Source data
== == ==

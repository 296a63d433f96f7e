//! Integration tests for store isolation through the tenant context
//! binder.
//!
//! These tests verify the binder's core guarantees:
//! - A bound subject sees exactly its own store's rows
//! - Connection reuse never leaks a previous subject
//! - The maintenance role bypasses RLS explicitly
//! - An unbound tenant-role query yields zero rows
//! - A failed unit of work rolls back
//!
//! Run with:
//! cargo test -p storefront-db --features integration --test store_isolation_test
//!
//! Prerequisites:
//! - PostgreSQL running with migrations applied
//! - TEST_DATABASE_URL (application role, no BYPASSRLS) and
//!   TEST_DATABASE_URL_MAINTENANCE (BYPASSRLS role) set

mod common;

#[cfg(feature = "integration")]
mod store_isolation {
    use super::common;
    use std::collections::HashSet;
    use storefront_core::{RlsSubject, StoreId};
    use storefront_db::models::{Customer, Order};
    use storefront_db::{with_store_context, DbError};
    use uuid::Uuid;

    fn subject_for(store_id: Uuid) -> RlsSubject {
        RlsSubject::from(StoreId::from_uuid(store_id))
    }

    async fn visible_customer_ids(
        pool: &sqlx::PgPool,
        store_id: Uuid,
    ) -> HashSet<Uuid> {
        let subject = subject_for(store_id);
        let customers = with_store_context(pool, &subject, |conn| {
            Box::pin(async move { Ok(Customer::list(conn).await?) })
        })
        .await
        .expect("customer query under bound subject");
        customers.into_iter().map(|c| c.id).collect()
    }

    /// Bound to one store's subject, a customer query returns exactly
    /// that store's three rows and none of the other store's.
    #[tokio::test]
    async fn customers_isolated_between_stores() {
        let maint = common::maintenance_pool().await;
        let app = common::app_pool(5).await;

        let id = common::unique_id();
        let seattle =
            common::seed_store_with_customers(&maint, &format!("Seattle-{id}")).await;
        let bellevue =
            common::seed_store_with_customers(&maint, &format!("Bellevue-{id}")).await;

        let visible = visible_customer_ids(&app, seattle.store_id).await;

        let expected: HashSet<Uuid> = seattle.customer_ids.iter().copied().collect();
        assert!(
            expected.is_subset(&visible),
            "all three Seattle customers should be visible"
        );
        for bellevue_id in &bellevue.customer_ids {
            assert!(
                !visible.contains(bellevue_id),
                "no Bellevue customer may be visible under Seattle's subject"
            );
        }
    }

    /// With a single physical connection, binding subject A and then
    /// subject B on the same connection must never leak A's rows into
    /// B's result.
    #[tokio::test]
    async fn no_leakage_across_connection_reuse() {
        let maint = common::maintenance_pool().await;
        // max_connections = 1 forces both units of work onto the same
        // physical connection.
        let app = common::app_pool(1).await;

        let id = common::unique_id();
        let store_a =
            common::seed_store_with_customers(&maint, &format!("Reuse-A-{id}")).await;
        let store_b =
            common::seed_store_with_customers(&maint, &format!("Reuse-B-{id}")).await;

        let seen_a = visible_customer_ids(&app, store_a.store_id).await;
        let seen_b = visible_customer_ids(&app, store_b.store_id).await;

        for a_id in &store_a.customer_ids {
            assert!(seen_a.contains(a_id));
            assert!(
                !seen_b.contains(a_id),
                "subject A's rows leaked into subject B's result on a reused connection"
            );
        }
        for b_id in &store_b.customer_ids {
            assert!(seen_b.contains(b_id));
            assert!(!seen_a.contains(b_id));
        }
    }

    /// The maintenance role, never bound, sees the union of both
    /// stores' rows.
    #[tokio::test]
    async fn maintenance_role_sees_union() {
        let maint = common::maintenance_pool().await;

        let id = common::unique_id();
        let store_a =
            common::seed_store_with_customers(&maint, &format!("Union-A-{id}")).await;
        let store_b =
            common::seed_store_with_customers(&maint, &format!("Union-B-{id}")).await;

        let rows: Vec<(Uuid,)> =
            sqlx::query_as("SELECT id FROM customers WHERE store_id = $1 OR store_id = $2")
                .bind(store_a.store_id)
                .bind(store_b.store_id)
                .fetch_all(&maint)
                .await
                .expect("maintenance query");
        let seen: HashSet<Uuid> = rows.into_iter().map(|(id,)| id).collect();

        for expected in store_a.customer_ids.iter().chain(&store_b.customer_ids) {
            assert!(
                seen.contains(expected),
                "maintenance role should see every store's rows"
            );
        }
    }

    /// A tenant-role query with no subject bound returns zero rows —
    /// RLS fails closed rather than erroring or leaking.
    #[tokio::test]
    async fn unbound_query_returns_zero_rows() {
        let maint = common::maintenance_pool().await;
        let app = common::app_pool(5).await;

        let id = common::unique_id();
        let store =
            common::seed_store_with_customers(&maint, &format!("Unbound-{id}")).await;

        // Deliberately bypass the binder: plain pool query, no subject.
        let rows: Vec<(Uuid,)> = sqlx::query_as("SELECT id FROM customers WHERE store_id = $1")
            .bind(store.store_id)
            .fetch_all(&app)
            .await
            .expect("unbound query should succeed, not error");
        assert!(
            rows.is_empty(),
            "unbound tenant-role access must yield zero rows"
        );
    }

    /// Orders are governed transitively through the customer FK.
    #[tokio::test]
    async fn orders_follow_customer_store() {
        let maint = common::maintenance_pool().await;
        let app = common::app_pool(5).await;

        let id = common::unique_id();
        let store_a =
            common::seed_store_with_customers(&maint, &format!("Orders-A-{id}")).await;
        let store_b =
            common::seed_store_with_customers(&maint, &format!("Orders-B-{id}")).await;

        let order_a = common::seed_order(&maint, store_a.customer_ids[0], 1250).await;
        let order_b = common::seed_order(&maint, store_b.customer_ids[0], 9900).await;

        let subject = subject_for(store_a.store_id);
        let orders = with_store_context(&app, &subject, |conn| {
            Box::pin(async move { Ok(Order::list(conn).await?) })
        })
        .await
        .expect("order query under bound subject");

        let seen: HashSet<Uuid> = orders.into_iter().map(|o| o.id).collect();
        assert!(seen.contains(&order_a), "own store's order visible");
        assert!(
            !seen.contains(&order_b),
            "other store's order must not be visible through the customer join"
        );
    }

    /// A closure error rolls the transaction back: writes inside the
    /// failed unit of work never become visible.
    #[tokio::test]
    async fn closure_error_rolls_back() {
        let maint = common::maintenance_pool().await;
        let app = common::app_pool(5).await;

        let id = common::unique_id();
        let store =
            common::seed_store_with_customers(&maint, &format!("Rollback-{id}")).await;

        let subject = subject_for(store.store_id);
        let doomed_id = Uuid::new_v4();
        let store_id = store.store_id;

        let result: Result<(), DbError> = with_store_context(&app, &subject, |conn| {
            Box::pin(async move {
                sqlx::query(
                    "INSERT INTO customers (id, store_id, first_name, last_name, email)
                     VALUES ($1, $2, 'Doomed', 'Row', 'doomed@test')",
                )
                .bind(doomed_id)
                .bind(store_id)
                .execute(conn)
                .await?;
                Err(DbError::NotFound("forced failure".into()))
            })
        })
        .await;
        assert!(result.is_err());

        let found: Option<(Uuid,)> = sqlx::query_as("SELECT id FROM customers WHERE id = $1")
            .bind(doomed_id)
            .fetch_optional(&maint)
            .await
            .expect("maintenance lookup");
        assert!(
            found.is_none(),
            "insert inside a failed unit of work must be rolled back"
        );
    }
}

== == ==

● TASK
All the records above need to be restated exactly, line by line.

● EXERCISE OUTPUT
repository 296a63d433f96f7e
//! Integration tests for store isolation through the tenant context
//! binder.
//!
//! These tests verify the binder's core guarantees:
//! - A bound subject sees exactly its own store's rows
//! - Connection reuse never leaks a previous subject
//! - The maintenance role bypasses RLS explicitly
//! - An unbound tenant-role query yields zero rows
//! - A failed unit of work rolls back
//!
//! Run with:
//! cargo test -p storefront-db --features integration --test store_isolation_test
//!
//! Prerequisites:
//! - PostgreSQL running with migrations applied
//! - TEST_DATABASE_URL (application role, no BYPASSRLS) and
//!   TEST_DATABASE_URL_MAINTENANCE (BYPASSRLS role) set

mod common;

#[cfg(feature = "integration")]
mod store_isolation {
    use super::common;
    use std::collections::HashSet;
    use storefront_core::{RlsSubject, StoreId};
    use storefront_db::models::{Customer, Order};
    use storefront_db::{with_store_context, DbError};
    use uuid::Uuid;

    fn subject_for(store_id: Uuid) -> RlsSubject {
        RlsSubject::from(StoreId::from_uuid(store_id))
    }

    async fn visible_customer_ids(
        pool: &sqlx::PgPool,
        store_id: Uuid,
    ) -> HashSet<Uuid> {
        let subject = subject_for(store_id);
        let customers = with_store_context(pool, &subject, |conn| {
            Box::pin(async move { Ok(Customer::list(conn).await?) })
        })
        .await
        .expect("customer query under bound subject");
        customers.into_iter().map(|c| c.id).collect()
    }

    /// Bound to one store's subject, a customer query returns exactly
    /// that store's three rows and none of the other store's.
    #[tokio::test]
    async fn customers_isolated_between_stores() {
        let maint = common::maintenance_pool().await;
        let app = common::app_pool(5).await;

        let id = common::unique_id();
        let seattle =
            common::seed_store_with_customers(&maint, &format!("Seattle-{id}")).await;
        let bellevue =
            common::seed_store_with_customers(&maint, &format!("Bellevue-{id}")).await;

        let visible = visible_customer_ids(&app, seattle.store_id).await;

        let expected: HashSet<Uuid> = seattle.customer_ids.iter().copied().collect();
        assert!(
            expected.is_subset(&visible),
            "all three Seattle customers should be visible"
        );
        for bellevue_id in &bellevue.customer_ids {
            assert!(
                !visible.contains(bellevue_id),
                "no Bellevue customer may be visible under Seattle's subject"
            );
        }
    }

    /// With a single physical connection, binding subject A and then
    /// subject B on the same connection must never leak A's rows into
    /// B's result.
    #[tokio::test]
    async fn no_leakage_across_connection_reuse() {
        let maint = common::maintenance_pool().await;
        // max_connections = 1 forces both units of work onto the same
        // physical connection.
        let app = common::app_pool(1).await;

        let id = common::unique_id();
        let store_a =
            common::seed_store_with_customers(&maint, &format!("Reuse-A-{id}")).await;
        let store_b =
            common::seed_store_with_customers(&maint, &format!("Reuse-B-{id}")).await;

        let seen_a = visible_customer_ids(&app, store_a.store_id).await;
        let seen_b = visible_customer_ids(&app, store_b.store_id).await;

        for a_id in &store_a.customer_ids {
            assert!(seen_a.contains(a_id));
            assert!(
                !seen_b.contains(a_id),
                "subject A's rows leaked into subject B's result on a reused connection"
            );
        }
        for b_id in &store_b.customer_ids {
            assert!(seen_b.contains(b_id));
            assert!(!seen_a.contains(b_id));
        }
    }

    /// The maintenance role, never bound, sees the union of both
    /// stores' rows.
    #[tokio::test]
    async fn maintenance_role_sees_union() {
        let maint = common::maintenance_pool().await;

        let id = common::unique_id();
        let store_a =
            common::seed_store_with_customers(&maint, &format!("Union-A-{id}")).await;
        let store_b =
            common::seed_store_with_customers(&maint, &format!("Union-B-{id}")).await;

        let rows: Vec<(Uuid,)> =
            sqlx::query_as("SELECT id FROM customers WHERE store_id = $1 OR store_id = $2")
                .bind(store_a.store_id)
                .bind(store_b.store_id)
                .fetch_all(&maint)
                .await
                .expect("maintenance query");
        let seen: HashSet<Uuid> = rows.into_iter().map(|(id,)| id).collect();

        for expected in store_a.customer_ids.iter().chain(&store_b.customer_ids) {
            assert!(
                seen.contains(expected),
                "maintenance role should see every store's rows"
            );
        }
    }

    /// A tenant-role query with no subject bound returns zero rows —
    /// RLS fails closed rather than erroring or leaking.
    #[tokio::test]
    async fn unbound_query_returns_zero_rows() {
        let maint = common::maintenance_pool().await;
        let app = common::app_pool(5).await;

        let id = common::unique_id();
        let store =
            common::seed_store_with_customers(&maint, &format!("Unbound-{id}")).await;

        // Deliberately bypass the binder: plain pool query, no subject.
        let rows: Vec<(Uuid,)> = sqlx::query_as("SELECT id FROM customers WHERE store_id = $1")
            .bind(store.store_id)
            .fetch_all(&app)
            .await
            .expect("unbound query should succeed, not error");
        assert!(
            rows.is_empty(),
            "unbound tenant-role access must yield zero rows"
        );
    }

    /// Orders are governed transitively through the customer FK.
    #[tokio::test]
    async fn orders_follow_customer_store() {
        let maint = common::maintenance_pool().await;
        let app = common::app_pool(5).await;

        let id = common::unique_id();
        let store_a =
            common::seed_store_with_customers(&maint, &format!("Orders-A-{id}")).await;
        let store_b =
            common::seed_store_with_customers(&maint, &format!("Orders-B-{id}")).await;

        let order_a = common::seed_order(&maint, store_a.customer_ids[0], 1250).await;
        let order_b = common::seed_order(&maint, store_b.customer_ids[0], 9900).await;

        let subject = subject_for(store_a.store_id);
        let orders = with_store_context(&app, &subject, |conn| {
            Box::pin(async move { Ok(Order::list(conn).await?) })
        })
        .await
        .expect("order query under bound subject");

        let seen: HashSet<Uuid> = orders.into_iter().map(|o| o.id).collect();
        assert!(seen.contains(&order_a), "own store's order visible");
        assert!(
            !seen.contains(&order_b),
            "other store's order must not be visible through the customer join"
        );
    }

    /// A closure error rolls the transaction back: writes inside the
    /// failed unit of work never become visible.
    #[tokio::test]
    async fn closure_error_rolls_back() {
        let maint = common::maintenance_pool().await;
        let app = common::app_pool(5).await;

        let id = common::unique_id();
        let store =
            common::seed_store_with_customers(&maint, &format!("Rollback-{id}")).await;

        let subject = subject_for(store.store_id);
        let doomed_id = Uuid::new_v4();
        let store_id = store.store_id;

        let result: Result<(), DbError> = with_store_context(&app, &subject, |conn| {
            Box::pin(async move {
                sqlx::query(
                    "INSERT INTO customers (id, store_id, first_name, last_name, email)
                     VALUES ($1, $2, 'Doomed', 'Row', 'doomed@test')",
                )
                .bind(doomed_id)
                .bind(store_id)
                .execute(conn)
                .await?;
                Err(DbError::NotFound("forced failure".into()))
            })
        })
        .await;
        assert!(result.is_err());

        let found: Option<(Uuid,)> = sqlx::query_as("SELECT id FROM customers WHERE id = $1")
            .bind(doomed_id)
            .fetch_optional(&maint)
            .await
            .expect("maintenance lookup");
        assert!(
            found.is_none(),
            "insert inside a failed unit of work must be rolled back"
        );
    }
}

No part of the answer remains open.